What components in the respiratory chain activate oxygen?

Oxidation in living organisms is mainly achieved through dehydrogenation. Metabolites under the action of dehydrogenase, the shed hydrogen atoms cannot be directly combined with oxygen to form water, but require the delivery of a series of transporters. Some of these transporters are hydrogen transmitters, some are electrons, and finally transfer hydrogen atoms to molecular oxygen to combine into water.
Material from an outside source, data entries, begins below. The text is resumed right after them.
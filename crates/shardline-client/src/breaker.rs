//! Circuit breakers
//!
//! One breaker per node, or per (node, operation class) when
//! `breaker.per_operation_class` is set. Breakers are evaluated lazily: the
//! open backoff is a timestamp compared on every admission, no timer task
//! is involved.
//!
//! Admission returns a [`BreakerPermit`] that must be resolved with the
//! outcome of the call. A half-open breaker hands out exactly one trial
//! permit; dropping that permit without an outcome frees the trial slot.

use crate::config::BreakerConfig;
use crate::node::NodeId;
use dashmap::DashMap;
use parking_lot::Mutex;
use serde::Serialize;
use std::sync::Arc;
use std::time::Duration;
use tokio::time::Instant;
use tracing::debug;

/// Circuit breaker state
#[derive(Debug, Clone, Copy, PartialEq, Eq, Serialize)]
#[serde(rename_all = "snake_case")]
pub enum BreakerState {
    /// Normal operation
    Closed,
    /// Calls are rejected until the backoff expires
    Open,
    /// A single trial call decides between Closed and Open
    HalfOpen,
}

/// Breaker state change caused by a call outcome
#[derive(Debug, Clone, Copy, PartialEq, Eq)]
pub enum BreakerTransition {
    Opened { retry_in: Duration },
    Closed,
}

#[derive(Debug)]
struct BreakerInner {
    state: BreakerState,
    failures: u32,
    opened_at: Option<Instant>,
    open_until: Option<Instant>,
    backoff: Duration,
    step: u32,
    trial_in_flight: bool,
}

impl BreakerInner {
    fn open(&mut self, now: Instant, config: &BreakerConfig) -> Duration {
        let backoff = config.backoff.delay(self.step);
        self.state = BreakerState::Open;
        self.opened_at = Some(now);
        self.open_until = Some(now + backoff);
        self.backoff = backoff;
        self.step = self.step.saturating_add(1);
        self.trial_in_flight = false;
        backoff
    }
}

/// Circuit breaker for one node (and optionally one operation class)
#[derive(Debug)]
pub struct CircuitBreaker {
    node: NodeId,
    class: Option<String>,
    inner: Mutex<BreakerInner>,
}

impl CircuitBreaker {
    pub fn new(node: NodeId, class: Option<String>) -> Self {
        Self {
            node,
            class,
            inner: Mutex::new(BreakerInner {
                state: BreakerState::Closed,
                failures: 0,
                opened_at: None,
                open_until: None,
                backoff: Duration::ZERO,
                step: 0,
                trial_in_flight: false,
            }),
        }
    }

    pub fn node(&self) -> NodeId {
        self.node
    }

    pub fn class(&self) -> Option<&str> {
        self.class.as_deref()
    }

    pub fn state(&self) -> BreakerState {
        self.inner.lock().state
    }

    pub fn failures(&self) -> u32 {
        self.inner.lock().failures
    }

    /// When the breaker last opened
    pub fn opened_at(&self) -> Option<Instant> {
        self.inner.lock().opened_at
    }

    /// Whether a call made at `now` would be rejected
    pub fn rejects(&self, now: Instant) -> bool {
        let inner = self.inner.lock();
        match inner.state {
            BreakerState::Closed => false,
            BreakerState::Open => inner.open_until.is_some_and(|until| now < until),
            BreakerState::HalfOpen => inner.trial_in_flight,
        }
    }

    /// Admit a call or reject it with the time left until the next trial
    pub fn try_acquire(self: &Arc<Self>, now: Instant) -> Result<BreakerPermit, Duration> {
        let mut inner = self.inner.lock();
        let trial = match inner.state {
            BreakerState::Closed => false,
            BreakerState::Open => {
                let until = inner.open_until.unwrap_or(now);
                if now < until {
                    return Err(until - now);
                }
                debug!(node_id = %self.node, "Circuit half-open, admitting trial call");
                inner.state = BreakerState::HalfOpen;
                inner.trial_in_flight = true;
                true
            }
            BreakerState::HalfOpen => {
                if inner.trial_in_flight {
                    return Err(inner.backoff);
                }
                inner.trial_in_flight = true;
                true
            }
        };
        Ok(BreakerPermit {
            breaker: Arc::clone(self),
            trial,
            resolved: false,
        })
    }

    fn on_success(&self, trial: bool) -> Option<BreakerTransition> {
        let mut inner = self.inner.lock();
        match inner.state {
            BreakerState::Closed => {
                inner.failures = 0;
                None
            }
            BreakerState::HalfOpen if trial => {
                inner.state = BreakerState::Closed;
                inner.failures = 0;
                inner.step = 0;
                inner.opened_at = None;
                inner.open_until = None;
                inner.trial_in_flight = false;
                Some(BreakerTransition::Closed)
            }
            // Late outcome of a call admitted before the breaker opened
            _ => None,
        }
    }

    fn on_failure(
        &self,
        trial: bool,
        now: Instant,
        config: &BreakerConfig,
    ) -> Option<BreakerTransition> {
        let mut inner = self.inner.lock();
        match inner.state {
            BreakerState::Closed => {
                inner.failures = inner.failures.saturating_add(1);
                (inner.failures >= config.failure_threshold).then(|| BreakerTransition::Opened {
                    retry_in: inner.open(now, config),
                })
            }
            BreakerState::HalfOpen if trial => Some(BreakerTransition::Opened {
                retry_in: inner.open(now, config),
            }),
            _ => None,
        }
    }

    fn release_trial(&self) {
        let mut inner = self.inner.lock();
        if inner.state == BreakerState::HalfOpen {
            inner.trial_in_flight = false;
        }
    }
}

/// Admission ticket for one call
#[derive(Debug)]
#[must_use = "a permit must be resolved with the call outcome"]
pub struct BreakerPermit {
    breaker: Arc<CircuitBreaker>,
    trial: bool,
    resolved: bool,
}

impl BreakerPermit {
    /// Whether this permit is the half-open trial
    pub fn is_trial(&self) -> bool {
        self.trial
    }

    pub fn breaker(&self) -> &Arc<CircuitBreaker> {
        &self.breaker
    }

    pub fn success(mut self) -> Option<BreakerTransition> {
        self.resolved = true;
        self.breaker.on_success(self.trial)
    }

    /// Record a transient failure
    pub fn failure(mut self, now: Instant, config: &BreakerConfig) -> Option<BreakerTransition> {
        self.resolved = true;
        self.breaker.on_failure(self.trial, now, config)
    }

    /// Resolve without counting (permanent or pool errors)
    pub fn neutral(self) {}
}

impl Drop for BreakerPermit {
    fn drop(&mut self) {
        if !self.resolved && self.trial {
            self.breaker.release_trial();
        }
    }
}

/// Breaker summary for introspection
#[derive(Debug, Clone, PartialEq, Eq, Serialize)]
pub struct BreakerSnapshot {
    pub class: Option<String>,
    pub state: BreakerState,
    pub failures: u32,
}

type BreakerKey = (NodeId, Option<String>);

/// All breakers of one client, keyed by node and optional operation class
#[derive(Debug, Default)]
pub struct BreakerRegistry {
    breakers: DashMap<BreakerKey, Arc<CircuitBreaker>>,
}

impl BreakerRegistry {
    pub fn new() -> Self {
        Self::default()
    }

    fn key(node: NodeId, class: &str, config: &BreakerConfig) -> BreakerKey {
        (node, config.per_operation_class.then(|| class.to_string()))
    }

    /// Breaker guarding calls of `class` to `node`
    pub fn get(&self, node: NodeId, class: &str, config: &BreakerConfig) -> Arc<CircuitBreaker> {
        let key = Self::key(node, class, config);
        let scope = key.1.clone();
        self.breakers
            .entry(key)
            .or_insert_with(|| Arc::new(CircuitBreaker::new(node, scope)))
            .clone()
    }

    /// Whether a call of `class` to `node` would currently be rejected
    pub fn rejects(&self, node: NodeId, class: &str, config: &BreakerConfig, now: Instant) -> bool {
        self.breakers
            .get(&Self::key(node, class, config))
            .is_some_and(|b| b.rejects(now))
    }

    pub fn snapshot(&self, node: NodeId) -> Vec<BreakerSnapshot> {
        let mut out: Vec<_> = self
            .breakers
            .iter()
            .filter(|e| e.key().0 == node)
            .map(|e| BreakerSnapshot {
                class: e.key().1.clone(),
                state: e.value().state(),
                failures: e.value().failures(),
            })
            .collect();
        out.sort_by(|a, b| a.class.cmp(&b.class));
        out
    }

    /// Drop breakers of nodes for which `keep` returns false
    pub fn retain(&self, mut keep: impl FnMut(NodeId) -> bool) {
        self.breakers.retain(|(node, _), _| keep(*node));
    }

    pub fn len(&self) -> usize {
        self.breakers.len()
    }

    pub fn is_empty(&self) -> bool {
        self.breakers.is_empty()
    }
}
On the inner membrane, prokaryotes.

The respiratory chain is on the cytoplasmic membrane. The main component of the respiratory chain is niacinamide.

Coenzyme NAD+ or NADP+ of dehydrogenase, prosthetic group FMN or FAD of flavin dehydrogenase, ubiquinone or coenzyme Q, iron-sulfurin, cytochromes B, C1, C, AA3, etc. The electron transporters in the respiratory chain function in a specific order, and the sequence of electron transporters in the mitochondria shown in Figure 1 is now generally accepted after a series of studies. Such as from the tricarboxylic acid cycle.

Fatty acids oxidized and other intermediate metabolites of electrons and protons can be delivered by the coenzyme NAD+ or NADP+ of the dehydrogenase, which accepts 1 hydrogen and 1 electron to become a reduced coenzyme, leaving the remaining 1 proton in the liquid medium. The reduced coenzyme NADH can transfer hydrogen atoms to the procommodative group FMN or FAD of flavin dehydrogenase, so that the latter is converted into FMN H2 or hydrogen atoms on FADH2 and transferred to Coenzyme Q through iron-sulfur protein, and the two hydrogen atoms in the reduced state of CoQ may be dissociated into 2H++2E, and the electrons are transferred to oxygen by cytochrome B C1 C AA3 to generate O2-, while protons are free in the medium and O2- to form H2O. There are also many types of respiratory chains in living organisms, some of which are different members of intermediate transporters, such as succinic acid.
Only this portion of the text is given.